For the sake of such things courtezans abandon men possessed of good qualities, liberal and clever, and become attached to low persons, such as slaves and elephant drivers. The Auparishtaka, or mouth congress, should never be done by a learned Brahman, by a minister that carries on the business of a state, or by a man of good reputation, because though the practice is allowed by the Shastras, there is no reason why it should be carried on, and need only be practised in particular cases. As for instance, the taste, and the strength, and the digestive qualities of the flesh of dogs are mentioned in works on medicine, but it does not therefore follow that it should be eaten by the wise. In the same way there are some men, some places and some times, with respect to which these practices can be made use of. A man should therefore pay regard to the place, to the time, and to the practice which is to be carried out, as also as to whether it is agreeable to his nature and to himself, and then he may or may not practise these things according to circumstances. But after all, these things being done secretly, and the mind of the man being fickle, how can it be known what any person will do at any particular time and for any particular purpose.

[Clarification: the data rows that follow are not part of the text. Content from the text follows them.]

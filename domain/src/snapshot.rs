//! Building and field-diffing ticket snapshots from wire payloads.

use channel::message::TicketPayload;
use chrono::{DateTime, Utc};
use events::{TicketSnapshot, TicketStatus};

/// What a merge changed on a snapshot.
#[derive(Debug, Default, PartialEq)]
pub(crate) struct Changes {
    pub(crate) fields: usize,
    /// Previous status, when the status field changed.
    pub(crate) status_from: Option<TicketStatus>,
}

impl Changes {
    pub(crate) fn any(&self) -> bool {
        self.fields > 0
    }
}

/// Build a fresh snapshot from a full record. Returns `None` when the
/// record carries no status, since nothing sensible can be shown then.
pub(crate) fn create(
    ticket_number: &str,
    payload: &TicketPayload,
    now: DateTime<Utc>,
) -> Option<TicketSnapshot> {
    let status = payload.status?;

    Some(TicketSnapshot {
        id: payload.id.unwrap_or_default(),
        number: payload
            .ticket_number
            .clone()
            .unwrap_or_else(|| ticket_number.to_string()),
        status,
        position_in_queue: payload.position_in_queue.flatten(),
        estimated_wait_minutes: payload.estimated_wait_time.unwrap_or_default(),
        service_id: payload.service_id.unwrap_or_default(),
        service_name: payload.service_name.clone().unwrap_or_default(),
        created_at: payload.created_at.unwrap_or(now),
        last_alerted_position: None,
        last_updated: now,
    })
}

fn assign<T: PartialEq>(slot: &mut T, incoming: Option<T>, changes: &mut Changes) {
    if let Some(value) = incoming {
        if *slot != value {
            *slot = value;
            changes.fields += 1;
        }
    }
}

/// Overwrite every field the payload carries and whose value differs.
///
/// `accept_status` decides whether an incoming status may replace the
/// current one; rejected statuses leave the field untouched.
pub(crate) fn merge(
    snapshot: &mut TicketSnapshot,
    payload: &TicketPayload,
    accept_status: impl Fn(TicketStatus, TicketStatus) -> bool,
) -> Changes {
    let mut changes = Changes::default();

    if let Some(status) = payload.status {
        let current = snapshot.status;
        if status != current && accept_status(current, status) {
            snapshot.status = status;
            changes.fields += 1;
            changes.status_from = Some(current);
        }
    }

    assign(&mut snapshot.id, payload.id, &mut changes);
    assign(&mut snapshot.number, payload.ticket_number.clone(), &mut changes);
    assign(&mut snapshot.position_in_queue, payload.position_in_queue, &mut changes);
    assign(
        &mut snapshot.estimated_wait_minutes,
        payload.estimated_wait_time,
        &mut changes,
    );
    assign(&mut snapshot.service_id, payload.service_id, &mut changes);
    assign(&mut snapshot.service_name, payload.service_name.clone(), &mut changes);
    assign(&mut snapshot.created_at, payload.created_at, &mut changes);

    changes
}

#[cfg(test)]
mod tests {
    use super::*;

    fn payload(json: serde_json::Value) -> TicketPayload {
        serde_json::from_value(json).unwrap()
    }

    #[test]
    fn test_create_requires_status() {
        let now = Utc::now();
        assert!(create("T-1", &payload(serde_json::json!({"id": 1})), now).is_none());

        let snapshot = create(
            "T-1",
            &payload(serde_json::json!({"status": "waiting", "position_in_queue": 4})),
            now,
        )
        .unwrap();
        assert_eq!(snapshot.number, "T-1");
        assert_eq!(snapshot.position_in_queue, Some(4));
        assert_eq!(snapshot.last_alerted_position, None);
        assert_eq!(snapshot.last_updated, now);
    }

    #[test]
    fn test_merge_only_counts_differing_fields() {
        let now = Utc::now();
        let mut snapshot = create(
            "T-1",
            &payload(serde_json::json!({
                "status": "waiting",
                "position_in_queue": 4,
                "estimated_wait_time": 20
            })),
            now,
        )
        .unwrap();

        let unchanged = merge(
            &mut snapshot,
            &payload(serde_json::json!({"status": "waiting", "position_in_queue": 4})),
            |_, _| true,
        );
        assert!(!unchanged.any());

        let changed = merge(
            &mut snapshot,
            &payload(serde_json::json!({"position_in_queue": 3, "estimated_wait_time": 15})),
            |_, _| true,
        );
        assert_eq!(changed.fields, 2);
        assert_eq!(changed.status_from, None);
        assert_eq!(snapshot.estimated_wait_minutes, 15);
    }

    #[test]
    fn test_merge_clears_position_on_explicit_null() {
        let mut snapshot = create(
            "T-1",
            &payload(serde_json::json!({"status": "waiting", "position_in_queue": 1})),
            Utc::now(),
        )
        .unwrap();

        let changes = merge(
            &mut snapshot,
            &payload(serde_json::json!({"position_in_queue": null})),
            |_, _| true,
        );
        assert!(changes.any());
        assert_eq!(snapshot.position_in_queue, None);
    }

    #[test]
    fn test_rejected_status_is_left_alone() {
        let mut snapshot = create(
            "T-1",
            &payload(serde_json::json!({"status": "consulting"})),
            Utc::now(),
        )
        .unwrap();

        let changes = merge(
            &mut snapshot,
            &payload(serde_json::json!({"status": "waiting"})),
            |_, to| to != TicketStatus::Waiting,
        );
        assert!(!changes.any());
        assert_eq!(snapshot.status, TicketStatus::Consulting);
    }
}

[Footnote 39: This practice appears to have been prevalent in some parts of India from a very ancient time. The "Shushruta," a work on medicine some two thousand years old, describes the wounding of the lingam with the teeth as one of the causes of a disease treated upon in that work. Traces of the practice are found as far back as the eighth century, for various kinds of the Auparishtaka are represented in the sculptures of many Shaiva temples at Bhuvaneshwara, near Cuttack, in Orissa, and which were built about that period. From these sculptures being found in such places, it would seem that this practice was popular in that part of the country at that time. It does not seem to be so prevalent now in Hindustan, its place perhaps is filled up by the practice of sodomy, introduced since the Mahomedan period.]